Jesús vive su propia alegría

Jesús comparte la alegría con el Padre. Al final de nuestra vida, nosotros también esperamos que el Padre nos diga: “Entra y alégrate conmigo” (Mt 25, 21:23). Y el Cristo, el primero de todos los vivientes, nos comunica ya ahora este gozo “completo”. No hablamos de una alegría superficial, sino de un sentido último de nuestra vida y de nuestras obras, “sentir la propia vida rodeada por el misterio insuperable de la gracia amorosa y salvífica” de Dios (Andrés Torres Queiruga). Una alegría esencial y profunda que irradia a través de diversas dimensiones de la vida personal y también comunitaria.

“Os lo repito, estad contentos”

Liberemos la alegría porque la llevamos dentro. ¡Rompamos la capa de la incredulidad! Los discípulos vieron a Jesús “con los ojos de la fe” y se alegraron. Una fe que es “contar de otra manera”. Esta alegría no es una alegría para ser vivida de manera individual, sino relacionada intrínsecamente con la vida eclesial, en comunidad. Os invito a meditar la felicidad a partir de cinco puntos:

a. El gozo de la fraternidad.“¡Qué bueno y agradable convivir los hermanos!”. Somos hijas e hijos de un mismo Padre, que nos concede decir gozosamente “Abbá” todos juntos.

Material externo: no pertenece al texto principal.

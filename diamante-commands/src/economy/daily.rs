use diamante_core::{Context, Error};
use diamante_database::impls::users::{get_or_create_user, save_user};
use diamante_utils::time::now_unix_millis;

pub const DAILY_REJECTED: &str = "❌ Você já resgatou seu prêmio hoje!";
pub const DAILY_GRANTED: &str = "🎁 Você recebeu **200 diamantes**!";

/// Economia: Ganha diamantes diários
#[poise::command(slash_command, category = "Economia")]
pub async fn daily(ctx: Context<'_>) -> Result<(), Error> {
    let mut profile = get_or_create_user(&ctx.data().db, ctx.author().id.get()).await?;

    if !profile.try_claim_daily(now_unix_millis()) {
        ctx.send(
            poise::CreateReply::default()
                .content(DAILY_REJECTED)
                .ephemeral(true),
        )
        .await?;
        return Ok(());
    }

    save_user(&ctx.data().db, &profile).await?;
    ctx.say(DAILY_GRANTED).await?;
    Ok(())
}
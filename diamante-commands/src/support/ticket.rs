use poise::serenity_prelude as serenity;

use diamante_core::{Context, Error};
use diamante_utils::embed::DEFAULT_EMBED_COLOR;

/// Component id of the panel button; the bot's interaction handler matches on
/// it to open a ticket channel.
pub const TICKET_OPEN_BUTTON_ID: &str = "ticket_open";

/// Suporte: Painel de tickets
#[poise::command(
    slash_command,
    rename = "setup-ticket",
    guild_only,
    default_member_permissions = "MANAGE_CHANNELS",
    category = "Suporte"
)]
pub async fn setup_ticket(ctx: Context<'_>) -> Result<(), Error> {
    let embed = serenity::CreateEmbed::new()
        .title("🎫 Suporte")
        .description("Clique no botão abaixo para abrir um ticket com a equipe.")
        .color(DEFAULT_EMBED_COLOR);

    ctx.send(
        poise::CreateReply::default()
            .embed(embed)
            .components(vec![serenity::CreateActionRow::Buttons(vec![
                serenity::CreateButton::new(TICKET_OPEN_BUTTON_ID)
                    .label("Abrir ticket")
                    .style(serenity::ButtonStyle::Primary)
                    .emoji('🎫'),
            ])]),
    )
    .await?;

    Ok(())
}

b. Bienaventurados los misericordiosos, tal como se nos decía a las bienaventuranzas. Misericordia y alegría se hermanan, porque la misericordia nos hace semejantes a Dios, “Padre misericordioso”, aunque prolongando su bondad. “¡Ayudemos a Dios!”.

c. Una alegría ecológica. Con la resurrección de Cristo se nos abre la alegría de una fraternidad cósmica. La globalización puede convertirse en la universalización de la alegría…

d. Tumbar los muros de la enemistad. Dios, que nos resucitó en Cristo (cf. Ef 2,6) nos concede la dignidad y la alegría de compartir su obra de reconciliación, “destruir el muro de separación, aboliendo la enemistad”. Hoy ¿no tenemos quizás una tarea particular entre nosotros y una fuente de alegría?

e. El placer, una asignatura pendiente. El Resucitado es el “sí” de Dios en nuestro mundo. Un placer y una alegría que no son de baja intensidad… Y Dios nos invita a vivir la felicidad en plenitud, de manera sobreabundante. Y Dios mismo es sobreabundancia de amor gratuito y sin medida. Tal como ha dicho el papa Francisco: “Nuestra tristeza infinita sólo se cura con un infinito amor”.